Readers of this blog and AAT chat sites from long before that know that I proposed this theory perhaps twenty-five years ago or better. You just have to go back to early posts on this blog to see those very arguments. In fact, I’d fairly recently written an update that I wasn't going to post to the blog because I’d already said it; but because parts of it are rather fun reading, anyway, I thought that posting in light of Wrangham’s report might be worthwhile.
Wrangham, if you’re not familiar with him (I’m not), achieved notoriety recently for theories propounded in a book Catching Fire (which I have not read) that suggest that cooking was an early advancer of our physical development. It hadn’t occurred to me that there would have been any question about that, but, apparently, there was.

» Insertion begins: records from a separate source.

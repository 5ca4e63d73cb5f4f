//! Routes for story initialization and read views.

use axum::extract::{Path, State};
use axum::http::StatusCode;
use axum::{Json, Router, routing::get};
use serde::Deserialize;
use storyloom_core::story_id::StoryId;
use storyloom_orchestrator::application::initializer;
use storyloom_orchestrator::domain::commands::InitializeStory;
use storyloom_stories::application::query_handlers::{self, StoryView};
use storyloom_stories::domain::registry::ActiveStories;
use tracing::{info, instrument};
use uuid::Uuid;

use crate::error::ApiError;
use crate::state::AppState;

/// Request body for POST /.
#[derive(Debug, Deserialize)]
#[serde(rename_all = "camelCase")]
pub struct InitializeStoryRequest {
    /// Post the story lives under.
    pub post_id: String,
    /// Story title.
    pub title: String,
    /// Chapters the story will have once complete.
    pub total_chapters: u32,
    /// Premise the first chapter is written from.
    pub seed_prompt: String,
}

/// POST /
#[instrument(skip(state, request), fields(post_id = %request.post_id))]
async fn initialize_story(
    State(state): State<AppState>,
    Json(request): Json<InitializeStoryRequest>,
) -> Result<(StatusCode, Json<StoryView>), ApiError> {
    let command = InitializeStory {
        correlation_id: Uuid::new_v4(),
        post_id: request.post_id,
        title: request.title,
        total_chapters: request.total_chapters,
        seed_prompt: request.seed_prompt,
    };

    info!(correlation_id = %command.correlation_id, "handling initialize_story command");

    let (story_id, _) = initializer::initialize_story(&command, &state.orchestrator).await?;
    let view = query_handlers::get_story(&story_id, state.orchestrator.stories()).await?;

    Ok((StatusCode::CREATED, Json(view)))
}

/// GET /
async fn list_active(State(state): State<AppState>) -> Result<Json<ActiveStories>, ApiError> {
    let active = query_handlers::list_active(state.orchestrator.registry()).await?;
    Ok(Json(active))
}

/// GET /{id}
#[instrument(skip(state))]
async fn get_story(
    State(state): State<AppState>,
    Path(id): Path<String>,
) -> Result<Json<StoryView>, ApiError> {
    let story_id = StoryId::parse(&id)?;
    let view = query_handlers::get_story(&story_id, state.orchestrator.stories()).await?;
    Ok(Json(view))
}

/// Returns the router for stories.
pub fn router() -> Router<AppState> {
    Router::new()
        .route("/", get(list_active).post(initialize_story))
        .route("/{id}", get(get_story))
}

In any event, Wrangham cemented it in people’s minds that barbecue changed our entire being, not just what we had on Saturday night. Richard, it appears, isn’t afraid to advance the obvious as the solution. I’m only hoping he came up with the idea long before 2009. Not the fire bit, the living by water bit; because only a fool—and there a lot of the out there—would deny that we already are a semiaquatic animal. Only a fool.
I never quite finished this, but it's close enough for folk music. I was rushed. Without further ado, the long, boring “Why I’m Not a Savannista Anymore.”
Confessions of a Lay Person
I am confused. I am a lay person and I don’t “do” science. I do have an avocational interest in evolution, human evolution in particular, and I try to make sense of what I glean from the popular media.
Which is okay. This is an exciting time for all science, but human evolutionary science has been thrown for a loop these past years with new discoveries and understandings appearing, like phantoms out of the jungle, at an astounding rate. It’s been fun to watch. From Ardi to the Denisovans, a lot of old paradigms have seriously cracked.
But, I gotta tell you, there are some things which don’t add up. Can I borrow your time in the hopes that someone will have an answer for me, be able to tie together these few loose ends? I’m sure that, if I’d paid more attention in Biology 101, I wouldn’t have to ask these questions.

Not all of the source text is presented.